> Task item
Needed from the entries below: every line that holds the word "InvalidArguments".

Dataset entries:
□ □ □ □ □

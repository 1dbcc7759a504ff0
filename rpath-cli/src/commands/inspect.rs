//! Inspect command implementation.

use crate::error::CliError;
use crate::utils::{load_configuration, output_format, print_output, GlobalOptions};
use clap::Args;
use rpath::{PathReport, RemotePath};

/// Report everything known about a path.
#[derive(Args)]
pub struct InspectCommand {
    /// Path to inspect
    #[arg(value_name = "PATH", allow_hyphen_values = true)]
    pub path: String,
}

impl InspectCommand {
    /// Execute the inspect command.
    pub fn execute(self, global: &GlobalOptions) -> Result<(), CliError> {
        let config = load_configuration(global)?;
        let report = PathReport::new(&RemotePath::from(self.path));

        let formatter = output_format(global, &config).create_formatter();
        print_output(&formatter.format_report(&report)?)
    }
}
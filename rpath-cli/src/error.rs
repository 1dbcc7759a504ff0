//! CLI-specific error types with exit codes.
//!
//! This module defines error types specific to the CLI layer,
//! wrapping library errors and providing appropriate exit codes.

use rpath::Error as LibError;
use std::fmt;

/// CLI-specific error type with exit code mapping.
#[derive(Debug)]
pub enum CliError {
    /// Library error (wrapped).
    Library(LibError),

    /// Invalid command-line arguments.
    InvalidArguments(String),

    /// I/O error.
    Io(std::io::Error),

    /// Configuration error.
    Config(String),

    /// Semantic failure (e.g., a path failed its check) - exit code 1.
    SemanticFailure(String),
}

impl CliError {
    /// Get the appropriate exit code for this error.
    ///
    /// Exit codes:
    /// - 0: Success (not an error)
    /// - 1: Semantic failure (e.g., policy violation)
    /// - 4: Invalid arguments
    /// - 5: I/O error
    /// - 6: Other library error
    /// - 7: Configuration error
    pub fn exit_code(&self) -> i32 {
        match self {
            CliError::SemanticFailure(_) => 1,
            CliError::Library(lib_err) => {
                if lib_err.is_policy_violation() {
                    1
                } else {
                    6
                }
            }
            CliError::InvalidArguments(_) => 4,
            CliError::Io(_) => 5,
            CliError::Config(_) => 7,
        }
    }
}

impl fmt::Display for CliError {
    fn fmt(&self, f: &mut fmt::Formatter<'_>) -> fmt::Result {
        match self {
            CliError::Library(e) => write!(f, "{e}"),
            CliError::InvalidArguments(msg) => write!(f, "Invalid arguments: {msg}"),
            CliError::Io(e) => write!(f, "I/O error: {e}"),
            CliError::Config(msg) => write!(f, "Configuration error: {msg}"),
            CliError::SemanticFailure(msg) => write!(f, "{msg}"),
        }
    }
}

impl std::error::Error for CliError {
    fn source(&self) -> Option<&(dyn std::error::Error + 'static)> {
        match self {
            CliError::Library(e) => Some(e),
            CliError::Io(e) => Some(e),
            _ => None,
        }
    }
}

impl From<LibError> for CliError {
    fn from(e: LibError) -> Self {
        match e {
            LibError::Io(io) => CliError::Io(io),
            other => CliError::Library(other),
        }
    }
}

impl From<std::io::Error> for CliError {
    fn from(e: std::io::Error) -> Self {
        CliError::Io(e)
    }
}
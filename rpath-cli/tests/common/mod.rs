//! Common test utilities for CLI integration tests.
//!
//! Every command runs with `HOME` pointed at a temporary directory and the
//! RPATH_* variables cleared, so the developer's own configuration never
//! leaks into a test.

use assert_cmd::Command;
use std::path::{Path, PathBuf};
use tempfile::TempDir;

const RPATH_ENV_VARS: [&str; 7] = [
    "RPATH_CONFIG",
    "RPATH_LOG_MODE",
    "RPATH_REJECT_CONTROL_CHARS",
    "RPATH_MAX_PATH_LENGTH",
    "RPATH_MAX_SEGMENT_LENGTH",
    "RPATH_REQUIRE_ABSOLUTE",
    "RPATH_OUTPUT_FORMAT",
];

/// Isolated environment for running the `rpath` binary.
pub struct TestEnv {
    /// Temporary directory (kept alive for the duration of the test)
    #[allow(dead_code)]
    temp_dir: TempDir,
    /// Stand-in home directory
    pub home: PathBuf,
}

#[allow(dead_code)]
impl TestEnv {
    /// Create a new test environment with an empty home directory.
    pub fn new() -> Self {
        let temp_dir = tempfile::tempdir().expect("Failed to create temp dir");
        let home = temp_dir.path().to_path_buf();
        Self { temp_dir, home }
    }

    /// Get a command builder for the `rpath` binary.
    pub fn command(&self) -> Command {
        let mut cmd = Command::cargo_bin("rpath").expect("Failed to find rpath binary");
        cmd.env("HOME", &self.home);
        for var in RPATH_ENV_VARS {
            cmd.env_remove(var);
        }
        cmd
    }

    /// Write the user configuration file (`~/.rpath/config.yaml`).
    pub fn write_user_config(&self, contents: &str) -> PathBuf {
        let dir = self.home.join(".rpath");
        std::fs::create_dir_all(&dir).expect("Failed to create config dir");
        let path = dir.join("config.yaml");
        std::fs::write(&path, contents).expect("Failed to write config");
        path
    }

    /// Write a configuration file at `name` under the temp directory.
    pub fn write_config(&self, name: &str, contents: &str) -> PathBuf {
        let path = self.home.join(name);
        std::fs::write(&path, contents).expect("Failed to write config");
        path
    }

    /// Get the temp path.
    pub fn path(&self) -> &Path {
        &self.home
    }

    /// Run `rpath` with `args` and return stdout, asserting success.
    pub fn stdout(&self, args: &[&str]) -> String {
        let output = self
            .command()
            .args(args)
            .output()
            .expect("Failed to run rpath");

        assert!(
            output.status.success(),
            "rpath {args:?} failed: {}",
            String::from_utf8_lossy(&output.stderr)
        );

        String::from_utf8(output.stdout).expect("Invalid UTF-8 in output")
    }
}

impl Default for TestEnv {
    fn default() -> Self {
        Self::new()
    }
}
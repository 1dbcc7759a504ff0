//! Error types for the rpath library.
//!
//! Path values themselves never fail: any text is a valid remote path. The
//! errors here come from the layers around them, such as policy checks on
//! untrusted input and configuration loading.

use std::path::PathBuf;

use thiserror::Error;

/// Result type alias for operations that may fail with an rpath error.
///
/// # Examples
///
/// ```
/// use rpath::{Error, Result};
///
/// fn example_operation() -> Result<usize> {
///     Ok(4096)
/// }
/// ```
pub type Result<T> = std::result::Result<T, Error>;

/// The main error type for the rpath library.
#[derive(Debug, Error)]
pub enum Error {
    /// A remote path was rejected by a [`PathPolicy`](crate::PathPolicy).
    #[error("path {path:?} rejected: {reason}")]
    PolicyViolation {
        /// The text of the rejected path.
        path: String,
        /// Why the path was rejected.
        reason: String,
    },

    /// A validation error occurred.
    #[error("validation error for '{field}': {message}")]
    Validation {
        /// The field that failed validation.
        field: String,
        /// A description of the validation failure.
        message: String,
    },

    /// A configuration file could not be read.
    #[error("configuration file {}: {reason}", path.display())]
    ConfigFile {
        /// The configuration file.
        path: PathBuf,
        /// The reason it could not be used.
        reason: String,
    },

    /// A configuration error occurred.
    #[error("configuration error: {0}")]
    Configuration(#[from] serde_yaml::Error),

    /// Output could not be serialized.
    #[error("serialization error: {0}")]
    Serialization(#[from] serde_json::Error),

    /// An I/O error occurred.
    #[error("I/O error: {0}")]
    Io(#[from] std::io::Error),
}

impl Error {
    /// Check if the error is a policy rejection of a path.
    ///
    /// # Examples
    ///
    /// ```
    /// use rpath::Error;
    ///
    /// let err = Error::PolicyViolation {
    ///     path: "bad\u{0}name".to_string(),
    ///     reason: "contains a control character".to_string(),
    /// };
    /// assert!(err.is_policy_violation());
    /// ```
    #[must_use]
    pub fn is_policy_violation(&self) -> bool {
        matches!(self, Self::PolicyViolation { .. })
    }
}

□ □ □ □ □

> Output below
    InvalidArguments(String),
            CliError::InvalidArguments(_) => 4,
            CliError::InvalidArguments(msg) => write!(f, "Invalid arguments: {msg}"),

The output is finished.